Two magnificent weeks with my husband! After spending the holidays with Marc’s family, we flew to Jerez de la Frontera, Spain. We traveled by train and bus throughout Andalucia, practicing our Spanish, visiting cathedrals and mosques, and sampling tapas. From the friendly Barbary apes of Gibraltar, to the pedestrian-friendly streets of Seville, and the beautiful views of Granada, we had a spectacular vacation.

We spend New Year's Eve in the town square of granada, sipping champagne and eating the traditional New Year's grapes. There was a band and fireworks and an appearance from the town mayor.

On Saturday, January 10, I received DH's first letters from OCS. He reported that the beginning of OCS was even more exhausting than the beginning of Basic. There is no free time in this beginning phase. They are not allowed to stay up past lights out and they only have two or three minutes to consume each meal. Officer Candidate School also requires a degree of memorization that even my DH called “intense.” DH's time was also taken up with additional responsibilities as first squad leader. Throughout OCS, the candidates rotate leadership responsibilities.

Although they were not yet plugged into the demerit system of OCS, candidates began dropping early. Several came back from “Christmas Exodus” with injuries and will be “recycled” into a later class. Another four of DH’s platoon of 30 did not survive the first PT test.

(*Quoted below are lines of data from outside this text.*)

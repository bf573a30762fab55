//! The time-series transform contract.
//!
//! A transform derives one time series from another according to a
//! parameterized rule. Every transform:
//!
//! - reads from a host-owned data source it never owns nor mutates
//! - writes into a destination series supplied at each [`calculate`] call
//! - carries a user-facing alias
//! - emits [`ParametersChanged`] when a tunable parameter changes
//!
//! The common state lives in [`TransformState`]; concrete transforms embed
//! one and expose it through [`TimeSeriesTransform::state`] and
//! [`TimeSeriesTransform::state_mut`], which gives them every provided
//! method of the trait for free.
//!
//! # Example
//!
//! ```rust
//! use seriesforge::prelude::*;
//!
//! #[derive(Default)]
//! struct Negate {
//!     state: TransformState,
//! }
//!
//! impl TimeSeriesTransform for Negate {
//!     fn name(&self) -> &'static str {
//!         "negate"
//!     }
//!
//!     fn calculate(&mut self, destination: &mut TimeSeries) -> Result<()> {
//!         let source = self.state.require_source(self.name())?;
//!         destination.clear();
//!         destination.extend(source.read().iter().map(|p| Point::new(p.x, -p.y)));
//!         Ok(())
//!     }
//!
//!     fn state(&self) -> &TransformState {
//!         &self.state
//!     }
//!
//!     fn state_mut(&mut self) -> &mut TransformState {
//!         &mut self.state
//!     }
//! }
//!
//! let source = TimeSeries::from_points("in", [Point::new(0.0, 1.0)]).into_shared();
//! let mut negate = Negate::default();
//! negate.set_data_source(&source);
//!
//! let mut out = TimeSeries::new("out");
//! negate.calculate(&mut out).unwrap();
//! assert_eq!(out.at(0), Some(Point::new(0.0, -1.0)));
//! ```
//!
//! [`calculate`]: TimeSeriesTransform::calculate

mod incremental;
mod signal;

pub use incremental::{PointTransform, apply_incremental};
pub use signal::{ConnectionId, ParametersChanged, ParametersObserver};

use crate::error::{Error, Result};
use crate::series::{SeriesHandle, SeriesMark, SeriesRef, TimeSeries};
use std::sync::Arc;

/// Versioned contract identifier plugin modules must declare.
pub const TRANSFORM_CONTRACT_ID: &str = "seriesforge.TimeSeriesTransform/1";

/// Owned transform instance handed out by the factory.
pub type TransformPtr = Box<dyn TimeSeriesTransform>;

/// State shared by every transform.
#[derive(Debug, Default)]
pub struct TransformState {
    source: Option<SeriesHandle>,
    alias: String,
    parameters_changed: ParametersChanged,
    /// Where the last incremental pass stopped; `None` forces a full
    /// recomputation.
    progress: Option<Progress>,
}

/// Source and destination marks taken at the end of an incremental pass.
#[derive(Debug, Clone, Copy, PartialEq, Eq)]
pub(crate) struct Progress {
    pub(crate) source: SeriesMark,
    pub(crate) destination: SeriesMark,
}

impl TransformState {
    /// Create an empty state: no source, empty alias, no observers.
    pub fn new() -> Self {
        Self::default()
    }

    /// Point at a host-owned source. The state keeps only a weak reference.
    ///
    /// Invalidates any incremental progress.
    pub fn set_source(&mut self, source: &SeriesRef) {
        self.source = Some(Arc::downgrade(source));
        self.invalidate();
    }

    /// Forget the configured source.
    pub fn clear_source(&mut self) {
        self.source = None;
        self.invalidate();
    }

    /// The configured source, if it was set and its owner still holds it.
    pub fn source(&self) -> Option<SeriesRef> {
        self.source.as_ref().and_then(|weak| weak.upgrade())
    }

    /// Check if a live source is configured.
    pub fn has_source(&self) -> bool {
        self.source.as_ref().is_some_and(|weak| weak.strong_count() > 0)
    }

    /// The configured source, or [`Error::MissingDataSource`].
    pub fn require_source(&self, transform: &str) -> Result<SeriesRef> {
        self.source().ok_or_else(|| Error::MissingDataSource {
            transform: transform.to_string(),
        })
    }

    /// User-facing label.
    pub fn alias(&self) -> &str {
        &self.alias
    }

    /// Set the user-facing label.
    pub fn set_alias(&mut self, alias: impl Into<String>) {
        self.alias = alias.into();
    }

    /// The parameters-changed signal.
    pub fn parameters_changed(&self) -> &ParametersChanged {
        &self.parameters_changed
    }

    /// The parameters-changed signal, for attaching observers.
    pub fn parameters_changed_mut(&mut self) -> &mut ParametersChanged {
        &mut self.parameters_changed
    }

    /// Record a parameter change: drop incremental progress and notify
    /// observers.
    pub fn notify_parameters_changed(&mut self) {
        self.invalidate();
        self.parameters_changed.emit();
    }

    /// Force the next incremental calculation to start from scratch.
    pub fn invalidate(&mut self) {
        self.progress = None;
    }

    pub(crate) fn progress(&self) -> Option<Progress> {
        self.progress
    }

    pub(crate) fn set_progress(&mut self, progress: Option<Progress>) {
        self.progress = progress;
    }
}

/// The capability every transform implements.
///
/// Only [`name`](Self::name), [`calculate`](Self::calculate) and the state
/// accessors are required.
pub trait TimeSeriesTransform: Send {
    /// Stable identifier, identical for every instance of a type.
    fn name(&self) -> &'static str;

    /// Populate `destination` from the data source.
    ///
    /// Fails with [`Error::MissingDataSource`] when no live source is
    /// configured, leaving `destination` untouched. Never mutates the source.
    fn calculate(&mut self, destination: &mut TimeSeries) -> Result<()>;

    /// Common state.
    fn state(&self) -> &TransformState;

    /// Common state, mutably.
    fn state_mut(&mut self) -> &mut TransformState;

    /// Drop any internal progress so the next calculation starts over.
    fn reset(&mut self) {
        self.state_mut().invalidate();
    }

    /// Point at a host-owned source. Later calls replace the reference.
    fn set_data_source(&mut self, source: &SeriesRef) {
        self.state_mut().set_source(source);
    }

    /// The configured source, or `None` if never set or already dropped.
    fn data_source(&self) -> Option<SeriesRef> {
        self.state().source()
    }

    /// Check the precondition of [`calculate`](Self::calculate).
    fn has_data_source(&self) -> bool {
        self.state().has_source()
    }

    /// User-facing label. Empty by default.
    fn alias(&self) -> &str {
        self.state().alias()
    }

    /// Set the user-facing label.
    fn set_alias(&mut self, alias: &str) {
        self.state_mut().set_alias(alias);
    }

    /// Signal emitted when a tunable parameter changes.
    fn parameters_changed(&mut self) -> &mut ParametersChanged {
        self.state_mut().parameters_changed_mut()
    }
}

/// A transform type the factory can register.
///
/// The identifier is a compile-time constant, so lookups never need an
/// instance. Usually implemented with
/// [`#[series_transform]`](crate::series_transform).
///
/// [`TransformFactory::register`](crate::factory::TransformFactory::register)
/// builds one default instance and rejects the type with
/// [`Error::NameMismatch`] if its `name()` differs from `NAME`.
pub trait TransformKind: TimeSeriesTransform + Default + 'static {
    /// Stable identifier; must equal [`TimeSeriesTransform::name`].
    const NAME: &'static str;

    /// Human-readable description shown by hosts.
    const DESCRIPTION: &'static str;
}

The TAC (Teach, Advise, Counsel -- the OCS equivalent of drill sergeants) staff managed to create enough stress that one female candidate fainted at a morning formation.

Although DH was already 27, he fared well on his first PT test! DH led his squad to beat all the other squads in his platoon on the obstacle course. His wall-jumping ability also began to improve. His squad faced off against the champions from other platoons and won, earning the name “Warrior Squad.” As leader of the Warrior Squad, DH was called upon to make a brief speech in front of the company.

So, as usual, I had much cause to be proud of my Dearest Husband.